Version: Cauldron => 7CC: (none) => mageiaWhiteboard: MGA7TOO => (none)
fixes pushed in mga7 too
Assignee: pkg-bugs => qa-bugs
I see you fixed the patch in wpa_supplicant but hostapd still has a reference to android.
Version: 7 => CauldronAssignee: qa-bugs => mageiaStatus comment: Patch available from Android => (none)

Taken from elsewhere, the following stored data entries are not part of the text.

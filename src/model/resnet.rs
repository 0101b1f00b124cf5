use burn::nn::{
    conv::{Conv2d, Conv2dConfig},
    pool::{AdaptiveAvgPool2d, AdaptiveAvgPool2dConfig},
    BatchNorm, BatchNormConfig, Linear, LinearConfig, PaddingConfig2d, Relu,
};
use burn::prelude::*;

use super::ImageClassifier;

/// ResNet for small inputs: 3x3 stem without max-pooling, then four stages
/// of basic residual blocks.
#[derive(Config, Debug)]
pub struct ResNetConfig {
    #[config(default = 100)]
    pub num_classes: usize,
    /// Residual blocks per stage. `[2, 2, 2, 2]` is ResNet-18.
    #[config(default = "vec![2, 2, 2, 2]")]
    pub blocks: Vec<usize>,
    #[config(default = 64)]
    pub base_width: usize,
}

impl ResNetConfig {
    pub fn init<B: Backend>(&self, device: &B::Device) -> ResNet<B> {
        let stem = conv3x3(3, self.base_width, 1, device);
        let stem_norm = BatchNormConfig::new(self.base_width).init(device);

        let mut layers = Vec::new();
        let mut in_channels = self.base_width;
        for (stage, num_blocks) in self.blocks.iter().enumerate() {
            let out_channels = self.base_width << stage;
            for block in 0..*num_blocks {
                let stride = if stage > 0 && block == 0 { 2 } else { 1 };
                layers.push(BasicBlock::new(in_channels, out_channels, stride, device));
                in_channels = out_channels;
            }
        }

        ResNet {
            stem,
            stem_norm,
            layers,
            pool: AdaptiveAvgPool2dConfig::new([1, 1]).init(),
            fc: LinearConfig::new(in_channels, self.num_classes).init(device),
            relu: Relu::new(),
        }
    }
}

#[derive(Module, Debug)]
pub struct ResNet<B: Backend> {
    stem: Conv2d<B>,
    stem_norm: BatchNorm<B, 2>,
    layers: Vec<BasicBlock<B>>,
    pool: AdaptiveAvgPool2d,
    fc: Linear<B>,
    relu: Relu,
}

impl<B: Backend> ImageClassifier<B> for ResNet<B> {
    fn forward(&self, images: Tensor<B, 4>) -> Tensor<B, 2> {
        let x = self.stem.forward(images);
        let x = self.stem_norm.forward(x);
        let mut x = self.relu.forward(x);

        for layer in &self.layers {
            x = layer.forward(x);
        }

        let x = self.pool.forward(x);
        let x = x.flatten(1, 3);

        self.fc.forward(x)
    }
}

#[derive(Module, Debug)]
pub struct BasicBlock<B: Backend> {
    conv1: Conv2d<B>,
    norm1: BatchNorm<B, 2>,
    conv2: Conv2d<B>,
    norm2: BatchNorm<B, 2>,
    shortcut: Option<Projection<B>>,
    relu: Relu,
}

/// 1x1 convolution matching the residual to a block's output shape.
#[derive(Module, Debug)]
pub struct Projection<B: Backend> {
    conv: Conv2d<B>,
    norm: BatchNorm<B, 2>,
}

impl<B: Backend> BasicBlock<B> {
    fn new(in_channels: usize, out_channels: usize, stride: usize, device: &B::Device) -> Self {
        let shortcut = (stride != 1 || in_channels != out_channels).then(|| Projection {
            conv: Conv2dConfig::new([in_channels, out_channels], [1, 1])
                .with_stride([stride, stride])
                .with_bias(false)
                .init(device),
            norm: BatchNormConfig::new(out_channels).init(device),
        });

        Self {
            conv1: conv3x3(in_channels, out_channels, stride, device),
            norm1: BatchNormConfig::new(out_channels).init(device),
            conv2: conv3x3(out_channels, out_channels, 1, device),
            norm2: BatchNormConfig::new(out_channels).init(device),
            shortcut,
            relu: Relu::new(),
        }
    }

    pub fn forward(&self, input: Tensor<B, 4>) -> Tensor<B, 4> {
        let identity = match &self.shortcut {
            Some(projection) => projection.norm.forward(projection.conv.forward(input.clone())),
            None => input.clone(),
        };

        let x = self.conv1.forward(input);
        let x = self.norm1.forward(x);
        let x = self.relu.forward(x);
        let x = self.conv2.forward(x);
        let x = self.norm2.forward(x);

        self.relu.forward(x + identity)
    }
}

fn conv3x3<B: Backend>(
    in_channels: usize,
    out_channels: usize,
    stride: usize,
    device: &B::Device,
) -> Conv2d<B> {
    Conv2dConfig::new([in_channels, out_channels], [3, 3])
        .with_stride([stride, stride])
        .with_padding(PaddingConfig2d::Explicit(1, 1))
        .with_bias(false)
        .init(device)
}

Upstream has posted an advisory for this on February 4: https://w1.fi/security/2020-2/wpa_supplicant-p2p-group-info-processing-vulnerability.txt hostapd is not affected (and I've corrected the patch in SVN anyway). Files list for Mageia 7 update: wpa_supplicant-2.9-1.3.mga7 wpa_supplicant-gui-2.9-1.3.mga7 from wpa_supplicant-2.9-1.3.mga7.src.rpm
Source RPM: hostapd-2.9-3.mga8.src.rpm, wpa_supplicant-2.9-7.mga8.src.rpm => wpa_supplicant-2.9-1.2.mga7.src.rpmAssignee: mageia => qa-bugsVersion: Cauldron => 7Summary: wpa_supplicant, hostapd new security issue CVE-2021-0326 => wpa_supplicant new security issue CVE-2021-0326
I have a question about this one. In my experience, a wpa_supplicant update comes with a choice of whether to use an rpmnew or do nothing, or, um, I forget. Choosing to do nothing keeps all your wifi configurations, while choosing rpmnew causes them to need to be redone. In this particular update, for testing purposes, is it more important to choose one option over the other?
CC: (none) => andrewsfarm
No config file changes have been made in the package, so you can keep your existing config. The update also only affects P2P (adhoc mode maybe?)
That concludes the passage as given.